From everything I've read (a lot of articles and threads on here) their typical behavior involved the male calling, the female is attracted and follows him, they mate, and then the female lays her eggs usually on a brom leaf. That's the summed up version but correct none the less, right?

With my pair the male calls to the female but she seems completely uninterested in him. He calls ALL the time. Usually from on the ground near the back of the tank. Then instead of the female being attracted to him he follows her around all day. Is this normal? He'll be calling directly at her from two inches away and she'll just turn her back and walk away, with him hopping after.

I did witness them in what I assumed to be the courting position once, but only for 10 or so seconds. He was angled on top of her and had his front arms wrapped around her sides (amplexus)

I'd just like some input here and if this is normal behavior for bastis, or any pumilio.

Thanks


----------



## phender (Jan 9, 2009)

IME, It is normal behavior if the female is too young to breed or the frog you think is a female is actually a subordinate male.


----------



## scoy (Jan 22, 2013)

Theres no amplexus with pumilio. Thats usually aggression, you may have a young male that wont call back.


----------



## lookitsadam (Jul 1, 2013)

It could just be the male happened to land and sit on top of the female and I was HOPING it was amplexus. 

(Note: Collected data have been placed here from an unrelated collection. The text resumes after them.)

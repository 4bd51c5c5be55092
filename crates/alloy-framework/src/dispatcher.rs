//! Tool Dispatcher (component I): schema-validated tool-call routing with
//! a post-execution hook (spec §4.8).

use serde_json::Value;
use tracing::{Level, debug, span};

use alloy_core::CoreError;

use crate::factory::PluginInterface;
use crate::plugin::PluginRegistry;
use crate::schema::validate_input;

/// Routes tool calls to registered plugins.
pub struct ToolDispatcher<'a> {
    registry: &'a PluginRegistry,
}

impl<'a> ToolDispatcher<'a> {
    /// Creates a dispatcher over `registry`.
    pub fn new(registry: &'a PluginRegistry) -> Self {
        Self { registry }
    }

    /// Dispatches one tool call (spec §4.8 steps 1–6).
    ///
    /// Handler errors propagate as `ToolExecutionError` with the plugin's
    /// identity attached; they do not kill the activation. The
    /// post-execution hook's own errors are logged and swallowed inside the
    /// plugin's `on_tool_execution` implementation — this dispatcher always
    /// runs it and ignores its return, since the trait method itself returns
    /// `()` (spec §4.8 step 5).
    pub async fn dispatch(
        &self,
        plugin_name: &str,
        tool_name: &str,
        input: Value,
        iface: &PluginInterface,
    ) -> Result<Value, CoreError> {
        let span = span!(
            Level::DEBUG,
            "dispatch",
            plugin = plugin_name,
            tool = tool_name
        );
        let _enter = span.enter();

        let plugin = self.registry.get(plugin_name)?;

        let tool = plugin
            .tools()
            .iter()
            .find(|t| t.name == tool_name)
            .ok_or_else(|| CoreError::UnknownTool {
                plugin: plugin_name.to_string(),
                tool: tool_name.to_string(),
            })?;

        validate_input(plugin_name, tool_name, &tool.input_schema, &input)?;

        debug!("invoking tool handler");
        let result = plugin
            .call_tool(tool_name, input.clone(), iface)
            .await
            .map_err(|e| CoreError::ToolExecutionError {
                plugin: plugin_name.to_string(),
                tool: tool_name.to_string(),
                reason: e.to_string(),
            });

        plugin
            .on_tool_execution(tool_name, &input, &result, iface)
            .await;

        result
    }
}

#[cfg(test)]
mod tests {
    use super::*;
    use crate::factory::ContextFactory;
    use crate::plugin::{Plugin, PluginDescriptor, ToolDescriptor};
    use alloy_core::{ActivationContext, ChannelId, ChatHost, HostError, InheritanceInfo, MessageId, Scope};
    use async_trait::async_trait;
    use serde_json::json;
    use std::collections::HashMap;
    use std::sync::Arc;

    struct Echo {
        tools: Vec<ToolDescriptor>,
    }

    #[async_trait]
    impl Plugin for Echo {
        fn name(&self) -> &str {
            "echo"
        }
        fn tools(&self) -> &[ToolDescriptor] {
            &self.tools
        }
        async fn call_tool(
            &self,
            _tool: &str,
            input: Value,
            _iface: &PluginInterface,
        ) -> Result<Value, CoreError> {
            Ok(input)
        }
    }

    fn echo_descriptor() -> PluginDescriptor {
        PluginDescriptor {
            name: "echo",
            create: || {
                Arc::new(Echo {
                    tools: vec![ToolDescriptor::new(
                        "say",
                        "echoes the input",
                        json!({"required": ["text"], "properties": {"text": {"type": "string"}}}),
                    )],
                })
            },
        }
    }

    struct NullHost;

    #[async_trait]
    impl ChatHost for NullHost {
        async fn send_message(
            &self,
            _channel: &ChannelId,
            _content: &str,
        ) -> Result<Vec<MessageId>, HostError> {
            Ok(vec![])
        }
        async fn pin_message(&self, _channel: &ChannelId, _message: &MessageId) -> Result<(), HostError> {
            Ok(())
        }
    }

    fn dummy_iface(store: Arc<alloy_runtime::StateStore>) -> PluginInterface {
        let context = ActivationContext::new(
            vec![],
            ChannelId::new("c1").unwrap(),
            MessageId::new("m1"),
            InheritanceInfo::default(),
            HashMap::new(),
        );
        ContextFactory::new(context, store, Arc::new(NullHost)).bind(
            "echo",
            None,
            None,
            json!({}),
            Scope::Channel,
        )
    }

    #[tokio::test]
    async fn unknown_plugin_fails() {
        let registry = PluginRegistry::build(&[], &[]).await.unwrap();
        let dispatcher = ToolDispatcher::new(&registry);
        let dir = tempfile::tempdir().unwrap();
        let store = Arc::new(alloy_runtime::StateStore::new(dir.path().to_path_buf()));
        let iface = dummy_iface(store);
        let err = dispatcher
            .dispatch("echo", "say", json!({}), &iface)
            .await
            .unwrap_err();
        assert!(matches!(err, CoreError::UnknownPlugin(_)));
    }

    #[tokio::test]
    async fn invalid_input_fails_validation() {
        let available = [echo_descriptor()];
        let registry = PluginRegistry::build(&available, &["echo".to_string()]).await.unwrap();
        let dispatcher = ToolDispatcher::new(&registry);
        let dir = tempfile::tempdir().unwrap();
        let store = Arc::new(alloy_runtime::StateStore::new(dir.path().to_path_buf()));
        let iface = dummy_iface(store);
        let err = dispatcher
            .dispatch("echo", "say", json!({}), &iface)
            .await
            .unwrap_err();
        assert!(matches!(err, CoreError::InvalidInput { .. }));
    }

    #[tokio::test]
    async fn valid_call_returns_handler_result() {
        let available = [echo_descriptor()];
        let registry = PluginRegistry::build(&available, &["echo".to_string()]).await.unwrap();
        let dispatcher = ToolDispatcher::new(&registry);
        let dir = tempfile::tempdir().unwrap();
        let store = Arc::new(alloy_runtime::StateStore::new(dir.path().to_path_buf()));
        let iface = dummy_iface(store);
        let result = dispatcher
            .dispatch("echo", "say", json!({"text": "hi"}), &iface)
            .await
            .unwrap();
        assert_eq!(result, json!({"text": "hi"}));
    }
}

I haven't seen any aggression, just, indifference I guess you could call it


----------



## markpulawski (Nov 19, 2004)

Hey Adam dropping a hopeful female into a tank with an established male will take a few days of settling in, usualy the male will jump right on the female with courtship and calling. It will take some time for the female to settle in and once really fed out and comfortable she should respond to the males calls. I have seen males jump on males and females both and I have seen females jump on both so until you see the one you added either call or lay eggs you won't be 100% sure which it is. You can do my little trick of putting them both in a small deli cup and see if your new frog calls when stepped on but if it did not squak some when the male jumped on it I would for now assume female...usually males will scream bloody murder when jumped on. Just keep observing and be patient.
A male calling and a female walking around near by as if she does not even hear it is behaviour I have witnessed many times, if it were a male likely it would be on the other side of the tank trying to get away or hiding.


----------



## Baltimore Bryan (Sep 6, 2006)

Is your pair proven or no? Like someone said, pumilio do not engage in amplexus so if one frog was directly on top of the other with front arms around the other's neck, then it is probably aggression. If you actually have 2 males, then the subordinate one is not likely to call with the dominant one present, which is why you may think you have a pair.
Bryan


----------



## lookitsadam (Jul 1, 2013)

Mark,
I figured she just needed time to settle and then will respond to the male. She was just added on Sunday so I'll wait and see when she is more comfortable in the tank since the male has already been in there a while


----------



## markpulawski (Nov 19, 2004)

Most males (only most) will respond pretty quickly to stimuli and start calling under many circumstances, females in my experience usually take some time to settle in....when being moved or introduced to a new tank. You may indeed have a 2nd male but with a male calling away a couple of inches from it without reaction I would be very surprised, I have seen that from many newly introduced female obligates.


----------



## PumilioTurkey (Feb 25, 2010)

I had a "proven" pair of Solarte a whole year long.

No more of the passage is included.